*Collected data entries*
//! Trace session lifecycle: ordered, all-or-nothing resource acquisition
//! in [`TraceSession::start`], best-effort teardown in
//! [`TraceSession::stop`].
//!
//! A session involves exactly two threads: the caller's, which sets
//! resources up and later tears them down, and the drain thread of
//! [`crate::drain`]. The one-shot handshake in `start` guarantees the ring
//! buffers are mapped before the hardware is enabled or a session is
//! returned; cancel-then-join in `stop` guarantees the drain thread has
//! exited and unmapped before the shared descriptors are closed.

use std::fs::{File, OpenOptions};
use std::os::fd::{IntoRawFd, OwnedFd};
use std::os::unix::fs::OpenOptionsExt;
use std::path::PathBuf;
use std::sync::mpsc;
use std::sync::Arc;
use std::thread::{self, JoinHandle};

use nix::unistd;
use tracing::{debug, warn};

use crate::drain::{self, DrainTask};
use crate::error::{Error, Result};
use crate::maps;
use crate::perf::PtEvent;

pub use nix::unistd::Pid;

/// Default data-region size, in pages. The region itself is unused by the
/// tracer, but the mapping contract requires it; keep it small.
pub const DEFAULT_DATA_PAGES: usize = 64;

/// Default AUX (trace packet) region size, in pages. PT produces packets
/// far faster than a disk accepts them, so the default is generous.
pub const DEFAULT_AUX_PAGES: usize = 1024;

/// Configuration of one trace run, consumed by [`TraceSession::start`].
#[derive(Clone, Debug)]
pub struct TraceConfig {
    pid: Pid,
    trace_path: PathBuf,
    maps_path: PathBuf,
    data_pages: usize,
    aux_pages: usize,
}

impl TraceConfig {
    /// Configure tracing of `pid`, writing trace packets to `trace_path`
    /// and the memory-map snapshot to `maps_path`.
    ///
    /// Neither output path may already exist.
    pub fn new(pid: Pid, trace_path: impl Into<PathBuf>, maps_path: impl Into<PathBuf>) -> Self {
        Self {
            pid,
            trace_path: trace_path.into(),
            maps_path: maps_path.into(),
            data_pages: DEFAULT_DATA_PAGES,
            aux_pages: DEFAULT_AUX_PAGES,
        }
    }

    /// Set the data-region size in pages. Must be a nonzero power of two.
    pub fn data_pages(mut self, pages: usize) -> Self {
        self.data_pages = pages;
        self
    }

    /// Set the AUX-region size in pages. Must be a nonzero power of two.
    /// A larger region tolerates longer stalls of the drain thread before
    /// the hardware runs out of ring space.
    pub fn aux_pages(mut self, pages: usize) -> Self {
        self.aux_pages = pages;
        self
    }

    fn validate(&self) -> Result<()> {
        if !self.data_pages.is_power_of_two() {
            return Err(Error::Config {
                reason: "data-region pages must be a nonzero power of two",
            });
        }
        if !self.aux_pages.is_power_of_two() {
            return Err(Error::Config {
                reason: "aux-region pages must be a nonzero power of two",
            });
        }
        Ok(())
    }
}

/// A running trace session.
///
/// Exists only between a successful [`start`](TraceSession::start) and the
/// [`stop`](TraceSession::stop) that consumes it, so a session can neither
/// be stopped twice nor stopped without having started. Dropping a session
/// without stopping it tears it down best-effort, reporting failures only
/// to the log.
#[derive(Debug)]
pub struct TraceSession {
    inner: Option<Inner>,
}

#[derive(Debug)]
struct Inner {
    event: Arc<PtEvent>,

    /// Write end of the cancellation pipe; closing it is the sole stop
    /// signal the drain thread observes.
    cancel: OwnedFd,

    out: Arc<File>,

    drain: JoinHandle<Result<()>>,
}

impl TraceSession {
    /// Start tracing.
    ///
    /// Acquisition is strictly ordered and all-or-nothing: on any failure
    /// every resource acquired so far is released, in reverse order, and
    /// no session is returned. The memory-map snapshot is taken before any
    /// hardware resource is touched.
    pub fn start(config: TraceConfig) -> Result<TraceSession> {
        config.validate()?;

        debug!(
            pid = %config.pid,
            trace = %config.trace_path.display(),
            maps = %config.maps_path.display(),
            data_pages = config.data_pages,
            aux_pages = config.aux_pages,
            "starting trace session"
        );

        maps::snapshot(config.pid, &config.maps_path)?;

        let event = Arc::new(PtEvent::open(config.pid)?);

        // Nothing ever flows through this pipe; only its closure matters.
        let (cancel_rx, cancel_tx) =
            unistd::pipe().map_err(|source| Error::CancelPipe { source })?;

        let (ready_tx, ready_rx) = mpsc::channel();

        let out = OpenOptions::new()
            .write(true)
            .create_new(true)
            .mode(0o600)
            .open(&config.trace_path)
            .map(Arc::new)
            .map_err(|source| Error::Output {
                path: config.trace_path.clone(),
                source,
            })?;

        let task = DrainTask {
            event: Arc::clone(&event),
            cancel: cancel_rx,
            out: Arc::clone(&out),
            data_pages: config.data_pages,
            aux_pages: config.aux_pages,
        };
        let drain = thread::Builder::new()
            .name("ptcap-drain".into())
            .spawn(move || drain::run(task, ready_tx))
            .map_err(|source| Error::Spawn { source })?;

        // The drain thread posts exactly once, mapped or not; a recv error
        // means it died before it could.
        match ready_rx.recv() {
            Ok(true) => {}
            Ok(false) | Err(_) => {
                // The thread is already on its way out. Reap it before the
                // perf descriptor and output file unwind underneath it.
                drop(cancel_tx);
                let err = match drain.join() {
                    Ok(Err(err)) => err,
                    _ => Error::DrainPanicked,
                };
                return Err(err);
            }
        }

        if let Err(err) = event.enable() {
            // The thread holds clones of the descriptors; it must exit
            // before they can be considered released.
            drop(cancel_tx);
            match drain.join() {
                Ok(Ok(())) => {}
                Ok(Err(drain_err)) => warn!(%drain_err, "drain thread failed during unwind"),
                Err(_) => warn!("drain thread panicked during unwind"),
            }
            return Err(err);
        }

        debug!("trace session started");

        Ok(TraceSession {
            inner: Some(Inner {
                event,
                cancel: cancel_tx,
                out,
                drain,
            }),
        })
    }

    /// Stop tracing and release every session resource.
    ///
    /// Teardown is best-effort: every step runs regardless of earlier
    /// failures. If any step fails the individual errors are returned in
    /// [`Error::Teardown`]; the session is consumed either way.
    pub fn stop(mut self) -> Result<()> {
        debug!("stopping trace session");

        match self.inner.take() {
            Some(inner) => inner.teardown(),
            // `stop` consumes the session, so the state cannot be taken twice.
            None => Ok(()),
        }
    }
}

impl Drop for TraceSession {
    fn drop(&mut self) {
        if let Some(inner) = self.inner.take() {
            warn!("trace session dropped without stop(); tearing down");
            if let Err(err) = inner.teardown() {
                warn!(%err, "implicit teardown failed");
            }
        }
    }
}

impl Inner {
    /// Disable the hardware, cancel and reap the drain thread, close the
    /// descriptors. Runs every step and aggregates the failures.
    fn teardown(self) -> Result<()> {
        let mut errors = Vec::new();

        if let Err(err) = self.event.disable() {
            errors.push(err);
        }

        // Sole cancellation trigger: the drain thread sees a hang-up.
        if let Err(source) = unistd::close(self.cancel.into_raw_fd()) {
            errors.push(Error::Close {
                what: "cancellation pipe",
                source,
            });
        }

        match self.drain.join() {
            Ok(Ok(())) => {}
            Ok(Err(err)) => errors.push(err),
            Err(_) => errors.push(Error::DrainPanicked),
        }

        // The drain thread has exited, so these are the last owners.
        match Arc::try_unwrap(self.event) {
            Ok(event) => {
                if let Err(source) = event.close() {
                    errors.push(Error::Close {
                        what: "trace event descriptor",
                        source,
                    });
                }
            }
            Err(event) => {
                warn!("trace event descriptor still shared at teardown");
                drop(event);
            }
        }

        match Arc::try_unwrap(self.out) {
            Ok(out) => {
                if let Err(source) = unistd::close(out.into_raw_fd()) {
                    errors.push(Error::Close {
                        what: "trace output file",
                        source,
                    });
                }
            }
            Err(out) => {
                warn!("trace output file still shared at teardown");
                drop(out);
            }
        }

        if errors.is_empty() {
            debug!("trace session stopped");
            Ok(())
        } else {
            Err(Error::Teardown { errors })
        }
    }
}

*WHAT YOU ARE ASKED TO DO*
Answer with a single number, the count of lines above that contain "failures".

*RESPONSE TO THE TASK*
3